Ageing may be sweet

ageing affected by taste in flies
Fly taste affects ageing. Image André Karwath. Sourced from Wiki Commons.

Eating too much sugar contributes to many age-related diseases such as Diabetes and heart disease. But a recent study showed that just tasting sugar may affect ageing, at least in flies. Flies have taste bristles, their version of taste buds, on their mouthparts, legs and wings. In this study, flies were genetically engineered to be missing some or most taste bristles. The flies missing taste bristles only on their mouthparts lived longer than wild type flies. This effect was more pronounced in females than males. If taste bristles were also removed from wings and legs, the flies didn’t live any longer than wild type.
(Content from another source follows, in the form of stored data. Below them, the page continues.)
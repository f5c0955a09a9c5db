//! Decides which side of the Toggl/board pair to correct.
//!
//! Neither side publishes change events we can consume, so each cycle only
//! has two snapshots to compare: the one observed now and the one observed
//! on the previous cycle. From those the reconciler works out which side
//! moved and copies that side onto the other:
//!
//! - No previous snapshot (first cycle, or after an error): Toggl wins.
//! - Toggl changed, or nothing changed yet the sides disagree: Toggl wins.
//! - Only the board changed: the board wins.
//!
//! Everything here is pure; the caller owns the previous snapshot.

use crate::models::{Action, ObservedState, PositionTable, ProjectId};

/// Checks that a snapshot can be reconciled against `table`.
///
/// Fails when the board did not report its position, when that position
/// is outside `0..=N`, or when the table does not fill every slot.
pub fn validate_state(state: &ObservedState, table: &PositionTable) -> bool {
    if !table.is_complete() {
        return false;
    }
    match state.device.actual_position {
        Some(position) => position >= 0 && position as usize <= table.slots(),
        None => false,
    }
}

/// Returns the table index of `project_id`.
///
/// `None` covers both "no project" and "project not on the board".
pub fn lookup_project_index(project_id: Option<ProjectId>, table: &PositionTable) -> Option<usize> {
    let project_id = project_id?;
    table.iter().position(|id| id == project_id)
}

/// Board position that shows `project_id` (0 when it has no slot).
fn desired_position(project_id: Option<ProjectId>, table: &PositionTable) -> usize {
    match lookup_project_index(project_id, table) {
        Some(index) if index < table.slots() => index + 1,
        _ => 0,
    }
}

/// Picks the one corrective write for this cycle.
pub fn calculate_action(
    current: &ObservedState,
    previous: Option<&ObservedState>,
    table: &PositionTable,
) -> Action {
    if !validate_state(current, table) {
        return Action::NoAction;
    }
    let Some(actual) = current.device.actual_position.map(|p| p as usize) else {
        return Action::NoAction;
    };

    let project_id = current.tracker.project_id;
    let desired = desired_position(project_id, table);
    if desired == actual {
        return Action::NoAction;
    }

    let Some(previous) = previous else {
        return Action::SetDevicePosition(desired);
    };

    let tracker_changed = project_id != previous.tracker.project_id;
    let device_changed = current.device.actual_position != previous.device.actual_position;

    if tracker_changed || !device_changed {
        Action::SetDevicePosition(desired)
    } else if actual == 0 {
        Action::SetTrackerProject(None)
    } else {
        match table.get(actual - 1) {
            Some(project) => Action::SetTrackerProject(Some(project)),
            None => Action::NoAction,
        }
    }
}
So some taste is needed for longer life.

Animals on calorie restricted diets live longer – this is true for yeast, worms, flies, mice and monkeys. But the tastebud-less long-lived flies actually ate more and weighed more than their wild type friends. They also had the same blood sugar level (haemolymph triacylglyceride level) and were just as fertile as wild type flies. So the anti-ageing effects in these animals were not due to less food.

Sugars are metabolised by the insulin pathway in both humans and flies. Some of the genes involved in the pathway were up-regulated in the flies without mouth tastebuds, even though their blood sugar level was unchanged. When the insulin pathway was inhibited in these flies, they didn’t live any longer than wild-type. This suggests that some of the lifespan extension was due to insulin signalling.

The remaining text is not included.